Naturalmente, la muerte de Martin ensombreció la vida diaria de Hedeby. Los coches paraban delante de la casa de Isabella Vanger según iban llegando los miembros del clan. Todo el mundo presentó sus condolencias. Lisbeth observaba la procesión fríamente. Mikael estaba sumergido en un profundo silencio.
—¿Cómo te encuentras? —preguntó Lisbeth finalmente.
Mikael meditó la respuesta durante un rato.
—Creo que sigo en estado de shock —contestó—. Me hallaba indefenso. Durante horas estuve convencido de que iba a morir. Sentía la angustia de la muerte y no podía hacer absolutamente nada. —Extendió una mano y se la puso a ella en la rodilla—. Gracias —dijo—. Si tú no hubieses aparecido, me habría matado.
Lisbeth le devolvió una sonrisa torcida.
—Aunque... no me entra en la cabeza cómo diablos fuiste tan idiota de enfrentarte tú sólita a él. Yo estaba tumbado en el suelo rezando para que vieras la foto, sumaras dos más dos y llamaras a la policía.

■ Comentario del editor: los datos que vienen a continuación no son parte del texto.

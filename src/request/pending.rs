//! Pending Request Table
//!
//! Deduplication bookkeeping: one shared in-flight outcome per request key.
//! Registration is synchronous under the table lock, so two near
//! simultaneous callers can never both decide "no one is in flight" —
//! exactly one becomes the leader and issues the underlying call.
//!
//! Invariant: a key is present iff a call for it is outstanding. Settlement
//! removes the key exactly once, success or failure, so a failed call never
//! leaves a stuck key blocking future callers.

use std::collections::HashMap;
use std::sync::Mutex;

use serde_json::Value;
use tokio::sync::oneshot;
use tracing::debug;

use crate::error::RequestError;
use crate::request::ApiResponse;

// == Shared Outcome ==
/// The settlement every caller coalesced onto one in-flight call observes.
pub type Outcome = Result<ApiResponse<Value>, RequestError>;

// == Registration ==
/// Result of registering interest in a request key.
pub enum Registration {
    /// No call was outstanding: the caller must issue the underlying call
    /// and settle the key. Its own receiver is already enrolled.
    Leader(oneshot::Receiver<Outcome>),
    /// A call is outstanding: the caller just awaits the shared outcome.
    Waiter(oneshot::Receiver<Outcome>),
}

// == Pending Request Table ==
/// Mapping from request key to the waiters of its single in-flight call.
#[derive(Default)]
pub struct PendingRequestTable {
    inner: Mutex<HashMap<String, Vec<oneshot::Sender<Outcome>>>>,
}

impl std::fmt::Debug for PendingRequestTable {
    fn fmt(&self, f: &mut std::fmt::Formatter<'_>) -> std::fmt::Result {
        f.debug_struct("PendingRequestTable")
            .field("in_flight", &self.len())
            .finish()
    }
}

impl PendingRequestTable {
    /// Creates an empty table.
    pub fn new() -> Self {
        Self::default()
    }

    // == Register ==
    /// Registers interest in `key` in one synchronous critical section.
    ///
    /// Returns `Leader` (and marks the key in-flight) when no call is
    /// outstanding, `Waiter` otherwise.
    pub fn register(&self, key: &str) -> Registration {
        let mut inner = self.inner.lock().expect("pending table lock poisoned");
        let (tx, rx) = oneshot::channel();

        match inner.get_mut(key) {
            Some(waiters) => {
                waiters.push(tx);
                debug!(key = %key, waiters = waiters.len(), "coalesced onto in-flight request");
                Registration::Waiter(rx)
            }
            None => {
                inner.insert(key.to_string(), vec![tx]);
                Registration::Leader(rx)
            }
        }
    }

    // == Settle ==
    /// Settles `key`: removes it and fans `outcome` out to every waiter.
    ///
    /// Called exactly once per in-flight call, on success or failure.
    /// Waiters that stopped listening are skipped; their disinterest never
    /// affects anyone else's outcome.
    pub fn settle(&self, key: &str, outcome: Outcome) {
        let waiters = self
            .inner
            .lock()
            .expect("pending table lock poisoned")
            .remove(key)
            .unwrap_or_default();

        debug!(key = %key, waiters = waiters.len(), "settling in-flight request");
        for waiter in waiters {
            let _ = waiter.send(outcome.clone());
        }
    }

    // == Is In Flight ==
    /// True while a call for `key` is outstanding.
    pub fn is_in_flight(&self, key: &str) -> bool {
        self.inner
            .lock()
            .expect("pending table lock poisoned")
            .contains_key(key)
    }

    /// Number of keys currently in flight.
    pub fn len(&self) -> usize {
        self.inner.lock().expect("pending table lock poisoned").len()
    }

    /// True when nothing is in flight.
    pub fn is_empty(&self) -> bool {
        self.len() == 0
    }
}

—Si hubiera esperado a la policía, no habrías sobrevivido. No podía dejar que ese cabrón te matara.
—¿Por qué no quieres hablar con la policía? —preguntó Mikael.
—No hablo con las autoridades.
—¿Por qué no?
—Cosas mías. Pero, en tu caso, no creo que sea muy positivo para tu carrera profesional aparecer en los titulares como el periodista que fue desnudado por Martin Vanger, el célebre asesino en serie. Si ya no te gusta superdetective Kalle Blomkvist, imagínate los nuevos apodos que te pondrían.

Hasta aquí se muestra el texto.